Enfoque de fe: El suyo fue el último avión en salir.
El suyo fue el último avión en salir.
999 aviones antes que el suyo lograron sobrevolar la campiña austriaca, pero alguien tenía que asumir el golpe.
Era Puett Willcox.
Tenía 19 años el día en que los soldados alemanes derribaron su avión B-24, hiriendo a un tripulante, matando a tres y capturando a seis. Era solo un adolescente de Longview, Texas, y pasaría casi un año como prisionero de guerra.
“Nunca sentí miedo ni temor en ningún momento”, dijo Puett. “Sigo sin sentirlo y nunca lo he sentido, ni miedo ni temor por nada. El Señor sigue cuidando de mí”.”
Puett no tenía miedo porque conocía las promesas de Dios. Las conocía y las había experimentado de primera mano. Incluso 72 años después, el Buckner Westminster Place Los ojos del residente se llenaron de asombro mientras describía la provisión del Señor en el momento en que más la necesitaba.
“A mitad de la pista [el día que nos dispararon], apareció Jesús”, dijo Willcox. “Me cuesta describirlo porque fue algo muy hermoso. Sus ojos eran muy tranquilizadores. No recuerdo si eran verdes, rojos o azules, solo sé que eran tranquilizadores. Y dijo: ‘Va a pasar algo terrible, pero yo voy a cuidar de ti’”.”
Durante sus 357 días de cautiverio, Willcox perdió 37 kilos y sobrevivió a una marcha de la muerte de 90 días y 1126 kilómetros. Aun así, nunca guardó rencor a sus captores extranjeros.
“Recordé que la Biblia dice que hay que amar al enemigo como a uno mismo, o algo así”, dijo Willcox. “Hay que perdonar al enemigo, y eso es lo que hago. Cuando me trataban mal, los perdonaba”.”
Puett sirvió durante un total de 25 años en la Fuerza Aérea y, en la actualidad, se cree que es el último prisionero de guerra de la Segunda Guerra Mundial que aún vive en el este de Texas. Su experiencia no lo quebró, sino que lo forjó.
“Aprendí que Jesús habla en serio cuando dice: ‘Yo cuidaré de ti’”, afirmó Puett.
Al igual que Puett y miles de otros veteranos han arriesgado sus vidas para que podamos conservar nuestra libertad, Jesús tuvo que morir para que nosotros pudiéramos vivir. Él fue quien tuvo que morir. Tuvo que sacrificar su vida para pagar por nuestros pecados y que pudiéramos vivir libres con él. No había otra manera.
“Al que no conoció pecado, Dios lo hizo pecado por nosotros, para que en él fuésemos hechos justicia de Dios”. 2 Corintios 5:21
Y así como el Señor prometió cuidar de Puett, Él promete cuidar de nosotros hoy.

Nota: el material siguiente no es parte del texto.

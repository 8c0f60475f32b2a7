// Copyright Materialize, Inc. and contributors. All rights reserved.
//
// Use of this software is governed by the Business Source License
// included in the LICENSE file.
//
// As of the Change Date specified in that file, in accordance with
// the Business Source License, use of this software will be governed
// by the Apache License, Version 2.0.

//! Scrape-time collection of operation metrics.
//!
//! A [`KindCollector`] keeps no state between scrapes. Every call to
//! [`Collector::collect`] lists the current snapshot and derives two gauge
//! families from it:
//!
//! * `<prefix>_duration`: one sample per object, the seconds elapsed since the
//!   object was created;
//! * `<prefix>_status_count`: one sample per status value seen in this
//!   snapshot, counting the objects in that status.
//!
//! Status values that are not present in the snapshot produce no sample at
//! all, rather than a zero. Consumers must read an absent series as "not
//! observed".

use std::collections::{BTreeMap, HashMap};
use std::fmt;
use std::marker::PhantomData;
use std::sync::Arc;

use chrono::{DateTime, Utc};
use prometheus::core::{Collector, Desc};
use prometheus::proto::{Gauge, LabelPair, Metric, MetricFamily, MetricType};
use tracing::debug;

use crate::kind::{OperationKind, OperationObject, STATUS_LABEL};
use crate::store::{Selector, SnapshotStore};

/// A source of wall-clock time.
pub type NowFn = Arc<dyn Fn() -> DateTime<Utc> + Send + Sync>;

/// The system clock.
pub fn system_time() -> NowFn {
    Arc::new(Utc::now)
}

/// A duration sample before encoding.
#[derive(Debug, Clone, PartialEq)]
pub struct DurationSample {
    /// Values for the kind's duration labels, in declaration order.
    pub label_values: Vec<String>,
    pub seconds: f64,
}

/// Everything derived from one snapshot.
#[derive(Debug, Clone, Default, PartialEq)]
pub struct OperationSamples {
    pub durations: Vec<DurationSample>,
    /// Object count per status value observed in the snapshot.
    pub status_counts: BTreeMap<String, u64>,
}

/// Collects duration and status metrics for operations of kind `K`.
pub struct KindCollector<K: OperationKind> {
    store: Arc<dyn SnapshotStore<K::Object>>,
    now: NowFn,
    duration_desc: Desc,
    status_desc: Desc,
    kind: PhantomData<K>,
}

impl<K: OperationKind> fmt::Debug for KindCollector<K> {
    fn fmt(&self, f: &mut fmt::Formatter) -> fmt::Result {
        f.debug_struct("KindCollector")
            .field("kind", &K::NAME)
            .field("duration_desc", &self.duration_desc)
            .field("status_desc", &self.status_desc)
            .finish_non_exhaustive()
    }
}

impl<K: OperationKind> KindCollector<K> {
    /// Creates a collector reading from `store`, timed by the system clock.
    pub fn new(
        store: Arc<dyn SnapshotStore<K::Object>>,
    ) -> Result<KindCollector<K>, prometheus::Error> {
        let duration_desc = Desc::new(
            K::duration_metric_name(),
            K::duration_metric_help(),
            K::duration_label_names()
                .into_iter()
                .map(String::from)
                .collect(),
            HashMap::new(),
        )?;
        let status_desc = Desc::new(
            K::status_metric_name(),
            K::status_metric_help(),
            vec![STATUS_LABEL.to_string()],
            HashMap::new(),
        )?;
        Ok(KindCollector {
            store,
            now: system_time(),
            duration_desc,
            status_desc,
            kind: PhantomData,
        })
    }

    /// Replaces the clock used to compute durations.
    pub fn with_clock(mut self, now: NowFn) -> KindCollector<K> {
        self.now = now;
        self
    }

    /// Derives samples from the current snapshot.
    ///
    /// Returns `None` if the snapshot could not be read or holds no objects.
    /// The two cases are deliberately indistinguishable to callers.
    pub fn compute_samples(&self) -> Option<OperationSamples> {
        debug!("collecting metrics for {}", K::NAME);
        let objects = match self.store.list(&Selector::everything()) {
            Ok(objects) if !objects.is_empty() => objects,
            Ok(_) => {
                debug!("no {} objects found", K::NAME);
                return None;
            }
            Err(err) => {
                debug!("no {} objects found: {err}", K::NAME);
                return None;
            }
        };

        let now = (self.now)();
        let mut samples = OperationSamples::default();
        for object in &objects {
            *samples.status_counts.entry(K::status(object)).or_default() += 1;
            let Some(created) = object.creation_time() else {
                debug!(
                    "{} for volume {} has no creation time",
                    K::NAME,
                    object.volume_name()
                );
                continue;
            };
            samples.durations.push(DurationSample {
                label_values: K::duration_label_values(object, created),
                seconds: elapsed_seconds(now, created),
            });
        }
        Some(samples)
    }

    fn encode(&self, samples: OperationSamples) -> Vec<MetricFamily> {
        let mut durations = gauge_family(&self.duration_desc);
        for sample in samples.durations {
            durations.mut_metric().push(gauge_metric(
                &self.duration_desc,
                sample.label_values,
                sample.seconds,
            ));
        }

        let mut statuses = gauge_family(&self.status_desc);
        for (status, count) in samples.status_counts {
            statuses
                .mut_metric()
                .push(gauge_metric(&self.status_desc, vec![status], count as f64));
        }

        [durations, statuses]
            .into_iter()
            .filter(|family| !family.get_metric().is_empty())
            .collect()
    }
}

impl<K: OperationKind> Collector for KindCollector<K> {
    /// The duration and status descriptors. Never touches the store.
    fn desc(&self) -> Vec<&Desc> {
        vec![&self.duration_desc, &self.status_desc]
    }

    fn collect(&self) -> Vec<MetricFamily> {
        match self.compute_samples() {
            Some(samples) => self.encode(samples),
            None => Vec::new(),
        }
    }
}

fn elapsed_seconds(now: DateTime<Utc>, created: DateTime<Utc>) -> f64 {
    let elapsed = now - created;
    match elapsed.num_microseconds() {
        Some(micros) => micros as f64 / 1e6,
        None => elapsed.num_milliseconds() as f64 / 1e3,
    }
}

fn gauge_family(desc: &Desc) -> MetricFamily {
    let mut family = MetricFamily::default();
    family.set_name(desc.fq_name.clone());
    family.set_help(desc.help.clone());
    family.set_field_type(MetricType::GAUGE);
    family
}

/// Builds a gauge sample, pairing `values` with the descriptor's variable
/// labels. Label pairs are sorted by name, as the prometheus registry expects.
fn gauge_metric(desc: &Desc, values: Vec<String>, value: f64) -> Metric {
    let mut pairs: Vec<LabelPair> = desc.const_label_pairs.clone();
    for (name, label_value) in desc.variable_labels.iter().zip(values) {
        let mut pair = LabelPair::default();
        pair.set_name(name.clone());
        pair.set_value(label_value);
        pairs.push(pair);
    }
    pairs.sort_by(|a, b| a.get_name().cmp(b.get_name()));

    let mut gauge = Gauge::default();
    gauge.set_value(value);
    let mut metric = Metric::default();
    metric.set_label(pairs);
    metric.set_gauge(gauge);
    metric
}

“Sé fuerte y valiente. No temas ni te acobardes ante ellos, porque es el Señor tu Dios quien va contigo. Él no te dejará ni te abandonará”. -Deuteronomio 31:6
Reflexión más profunda:
- ¿Crees en las promesas que Dios te ha hecho?
- ¿A quién necesitas perdonar en tu vida?
Próximos pasos:
- Acércate hoy a alguien de tu entorno a quien necesites perdonar.
- Ora para que Dios te revele Sus promesas de nuevas maneras.